Flying by the Numbers

This article is a compilation of some calculations and rules of thumb that I’ve found useful in my career as a private pilot. The article is intended for pilots; for non-pilots who would like to learn more about flying, I recommend the FAA Airplane Flying Handbook and John Denker’s excellent See How It Flies.

In general, my goal is to derive and memorize a relatively small set of numbers which I can use for a wide variety of flight planning situations. I use these numbers to answer questions such as “When should I start my descent?” and “Where should I turn base?”. I fly Cessna 172s and 182s, but these numbers should apply equally well to many other piston singles.

Of course, this can all be precisely pre-calculated for any specific flight (incorporating exact aircraft performance, atmospheric conditions, and routing)… but in practice, it is impossible to predict every situation in advance, so I find the rules of thumb to be far more useful than a precomputed flight plan.

Climbs and descents

When planning climbs and descents, it’s useful to have an idea of what distance will be required for a given altitude change.

Flight type Airspeed Vertical speed Distance per 1000 feet
Normal climb 90 knots ↑ 500 fpm 3 nautical miles
Normal descent 120 knots ↓ 500 fpm 4 nautical miles
Cruise climb 110 knots ↑ 200 fpm 9 nautical miles
Cruise descent 120 knots ↓ 200 fpm 10 nautical miles

Exceptions

Headwinds make things take less distance. Tailwinds make things take more distance. A reasonable estimate is to allow an extra nautical mile per 1000 feet of altitude change per 10 knots of tailwind. In a headwind, I’ll simply reduce my climb rate.

In high-density-altitude conditions, climb performance gets really bad. In these cases, there’s nothing to do except fly at the best climb speed and accept whatever performance results.

Approach to landing

Light aircraft allow substantial pilot choice in the approach to land. We can use full flaps or no flaps. We can approach at a flat 20:1 slope under partial power (the same as the large jets), or we can make a much steeper power off approach (typically around 6:1, depending on the aircraft). We have a wide range of airspeeds to choose from. To a certain extent, the selection of an approach profile depends on runway length and wind conditions – but I think there’s a great safety benefit to selecting and practicing a standard approach which can be applied to the vast majority of landings.

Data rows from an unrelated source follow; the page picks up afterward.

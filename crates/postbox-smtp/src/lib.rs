//! # postbox-smtp
//!
//! Async SMTP submission client (RFC 5321) used to deliver composed
//! messages.
//!
//! ```ignore
//! use postbox_smtp::{Address, Client, connect_tls};
//!
//! let stream = connect_tls("smtp.example.com", 465).await?;
//! let client = Client::from_stream(stream).await?.ehlo("postbox.local").await?;
//! let client = client.auth_plain("user@example.com", "secret").await?;
//! let (client, _reply) = client
//!     .send_mail(
//!         Address::new("user@example.com")?,
//!         vec![Address::new("friend@example.com")?],
//!         b"Subject: hi\r\n\r\nHello\r\n",
//!     )
//!     .await?;
//! client.quit().await?;
//! ```
//!
//! ## Connection States
//!
//! ```text
//! Connected ── auth_plain() ──→ Authenticated ── mail_from() ──→ MailTransaction
//!                                     ↑                               │
//!                                     │                          rcpt_to()
//!                             send_message()                          ↓
//!                                     └──── Data ←── data() ──── RecipientAdded
//! ```
//!
//! The client is generic over its stream so any `AsyncRead + AsyncWrite`
//! transport works, including in-memory mocks.

#![warn(missing_docs)]
#![forbid(unsafe_code)]

pub mod command;
pub mod connection;
mod error;
pub mod parser;
pub mod types;

pub use connection::{
    Authenticated, Client, Connected, Data, MailTransaction, RecipientAdded, ServerInfo,
    SmtpStream, connect, connect_tls,
};
pub use error::{Error, Result};
pub use types::{Address, AuthMechanism, Extension, Reply, ReplyCode};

I’ve decided to fly visual approaches at the same slope as my power-off glide, to permit gliding to a runway landing from an engine failure on approach. For normal operations, there is no reason to fly an approach any steeper than this – steeper approaches are less comfortable for passengers and carry a greater risk of botching the landing flare. For the purpose of establishing some standard numbers to commit to memory, I’ve decided that all of my visual approaches will be flown at a slope of 9 to 1.

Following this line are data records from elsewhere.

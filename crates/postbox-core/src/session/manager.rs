//! Session lifecycle and the commands run inside a session.

use std::future::Future;
use std::path::PathBuf;
use std::time::Duration;

use tokio::sync::mpsc;

use super::{FetchQuery, MailSession, SessionConnector};
use crate::attachment::{StagedAttachment, stream_attachment};
use crate::error::{Error, Result};
use crate::folders::{build_tree, resolve_paths};
use crate::message::EmailMessage;
use crate::parser::{AssemblyOptions, MessageAssembler};
use crate::search::{SearchCriteria, build_search_terms};

/// Events buffered between the fetching session and the assembler.
const EVENT_BUFFER: usize = 64;

/// Kind of work a busy session is doing.
#[derive(Debug, Clone, Copy, PartialEq, Eq)]
pub enum CommandKind {
    /// Listing folders.
    ListFolders,
    /// Searching and fetching messages.
    FetchMessages,
}

/// Where a session is in its life.
#[derive(Debug, Clone, Copy, PartialEq, Eq)]
pub enum SessionState {
    /// No connection.
    Disconnected,
    /// Connecting and authenticating.
    Connecting,
    /// Authenticated and idle.
    Ready,
    /// Running a command.
    Busy(CommandKind),
    /// Logging out.
    Closing,
}

impl SessionState {
    /// True if `next` may follow `self`.
    #[must_use]
    pub const fn can_transition_to(self, next: Self) -> bool {
        matches!(
            (self, next),
            (Self::Disconnected, Self::Connecting)
                | (Self::Connecting, Self::Ready | Self::Disconnected)
                | (Self::Ready, Self::Busy(_) | Self::Closing)
                | (Self::Busy(_), Self::Ready | Self::Closing)
                | (Self::Closing, Self::Disconnected)
        )
    }
}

Approach type Airspeed Vertical speed
Short field 60 knots ↓ 700 fpm
Normal 70 knots ↓ 800 fpm

In the presence of a headwind, the airspeed and vertical descent rate will remain constant, but the ground speed and distance covered will decrease. (There is also a weak dependence on airspeed, which I ignore.)

Headwind Distance per 1000 feet
0 knots 1.5 nautical miles
10 knots 1.25 nautical miles
20 knots 1.0 nautical miles

The application of these rules of thumb to a straight-in approach is simple. For example: if there is a 10 knot headwind, and I am flying at 1000 feet AGL, I will maintain altitude until I am 1.25 nautical miles from the runway threshold and then set up a 800 fpm descent at 70 knots. From this point forward I will fly the approach visually, maintaining airspeed but allowing the descent rate to vary as needed to reach the aiming point.

Exceptions

If there is a headwind stronger than 20 knots, I won’t steepen my approach track beyond 1000 feet per mile over the ground. Instead, I will fly the approach with partial flaps, a slightly greater airspeed, and a lesser rate of vertical descent. In this rare case, I trade away my ability to glide to a landing in exchange for improved handling and increased stall margin in strong winds.

When flying into an obstructed short field, I will fly a power-off approach (which ends up somewhere around a 6 to 1 slope). In this case, the extra risk of a steeper approach is outweighed by the increased safety of having more runway available.

Traffic patterns

I like to fly my traffic patterns at 80 knots with 10 degrees of wing flaps. In this configuration, visibility and maneuverability are good and power requirements are low. (Another reason for selecting this airspeed is that some of the older Cessnas don’t allow flap extension above 85 knots.) The traffic pattern should be as small as possible without compromising safety, which means:

Putting these numbers together leads to the “4000 foot” traffic pattern: the downwind leg should be offset from the runway by 4000 feet, the base turn should begin 4000 feet past abeam the touchdown point, and the final approach should be 4000 feet long.

The rule of thumb for wind is to shorten the downwind and final legs by 500 feet for every 10 knots of wind. So if there is going to be a 20 knot headwind when landing, the final approach will only be 3000 feet long. This keeps the airspeed and vertical descent rate the same.

Here’s what it looks like if we take the usual traffic pattern diagram and redraw it to scale:

The usual traffic pattern diagram… but this time, it’s drawn to scale.

The usual traffic pattern diagram… but this time, it’s drawn to scale.

I always struggled to get my traffic patterns to be the right size until I started flying them “by the numbers”. Landing somewhere with a shorter runway, I would end up much too high on final due to the scaled-down visual cues. Now that I know all the distances and altitudes, it’s effortless to fly a perfect pattern every time.